After that bacchanal, we headed down to Carmel where we met all of our family. Everyone – adults and children – went to a popular Italian/French restaurant. A good time was had by all except for one of the little girls who developed a belly ache from eating too many goldfish crackers on the trip from Silicon Valley. René missed the meal because she was dealing with the goldfish overdose. Carol, Peter, Kevin, Sarah and Evan all seemed to have a good time.

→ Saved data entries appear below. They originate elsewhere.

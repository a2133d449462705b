use std::time::Duration;

use async_trait::async_trait;
use reqwest::{Client, StatusCode};

use super::{ObjectStorage, StorageError, validate_key};

/// Object store reached over plain HTTP: `PUT {base}/{key}`, then `GET`/`DELETE`
/// on the returned URL.
pub struct HttpStorage {
    http: Client,
    base_url: String,
}

impl HttpStorage {
    pub fn new(base_url: &str, timeout: Duration) -> Self {
        Self {
            http: crate::providers::client::build_client(timeout),
            base_url: base_url.trim_end_matches('/').to_string(),
        }
    }

    fn owns(&self, uri: &str) -> Result<(), StorageError> {
        match uri.strip_prefix(&self.base_url) {
            Some(rest) if rest.starts_with('/') => Ok(()),
            _ => Err(StorageError::ForeignUri(uri.to_string())),
        }
    }
}

async fn check(response: reqwest::Response, uri: &str) -> Result<reqwest::Response, StorageError> {
    let status = response.status();
    if status == StatusCode::NOT_FOUND {
        return Err(StorageError::NotFound(uri.to_string()));
    }
    if !status.is_success() {
        let message = response.text().await.unwrap_or_default();
        return Err(StorageError::ApiError {
            status: status.as_u16(),
            message,
        });
    }
    Ok(response)
}

#[async_trait]
impl ObjectStorage for HttpStorage {
    fn name(&self) -> &str {
        "http"
    }

    async fn put(&self, key: &str, bytes: &[u8]) -> Result<String, StorageError> {
        validate_key(key)?;
        let uri = format!("{}/{}", self.base_url, key);
        let response = self
            .http
            .put(&uri)
            .header(reqwest::header::CONTENT_TYPE, "audio/wav")
            .body(bytes.to_vec())
            .send()
            .await?;
        check(response, &uri).await?;
        Ok(uri)
    }

    async fn get(&self, uri: &str) -> Result<Vec<u8>, StorageError> {
        self.owns(uri)?;
        let response = check(self.http.get(uri).send().await?, uri).await?;
        Ok(response.bytes().await?.to_vec())
    }
}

The next evening turned out to be an event to remember. The adults and teenagers walked down the street from our hotel to a very nice restaurant, Aubergine. The men all wore ties – unheard of in California – and the women dressed up. First, we gathered at the fire pit on the patio of the hotel for a toast. Sarah had tracked down a bottle of red burgundy with a vintage the same as the year of our wedding. Evan struggled with the fifty-year-old cork, and then the wine was poured looking like Coca Cola. We were all surprised when it turned red after a little aeration. The wine was surprisingly good for being 50 years old, and it was certainly good enough for a toast. Carol and Peter contributed long-forgotten anecdotes from their childhood.

After a brief walk, we convened in the wine cellar of the restaurant for what turned out to be a lavish chef’s tasting menu. Highlights included Kumamoto oysters wrapped like little packages with string. When we lifted off the top shell with the string we were surprised to find a plump oyster topped with a tasty mignonette and caviar.  Green strawberries with seaweed and strawberry snow was delicious, as was a grilled slice of avocado. Lobster with fish sauce and pink fish roe was stunning in presentation and taste. Locally harvested abalone in a tea sauce was fork-tender and delicious. Even roasted kohlrabi was a success. One of the highlights  was perfectly cooked Wagyu beef. Then there were dessert(s) including Cameron’s favorite chocolate ganache tart with honeycomb ice cream. There were macarons, sablés, and chocolate cookies to make sure we made it back to the hotel without starving.

We’re home, now, working on dealing with our weight gain. Currently we are subsisting on salad, but we have some wonderful memories to treasure.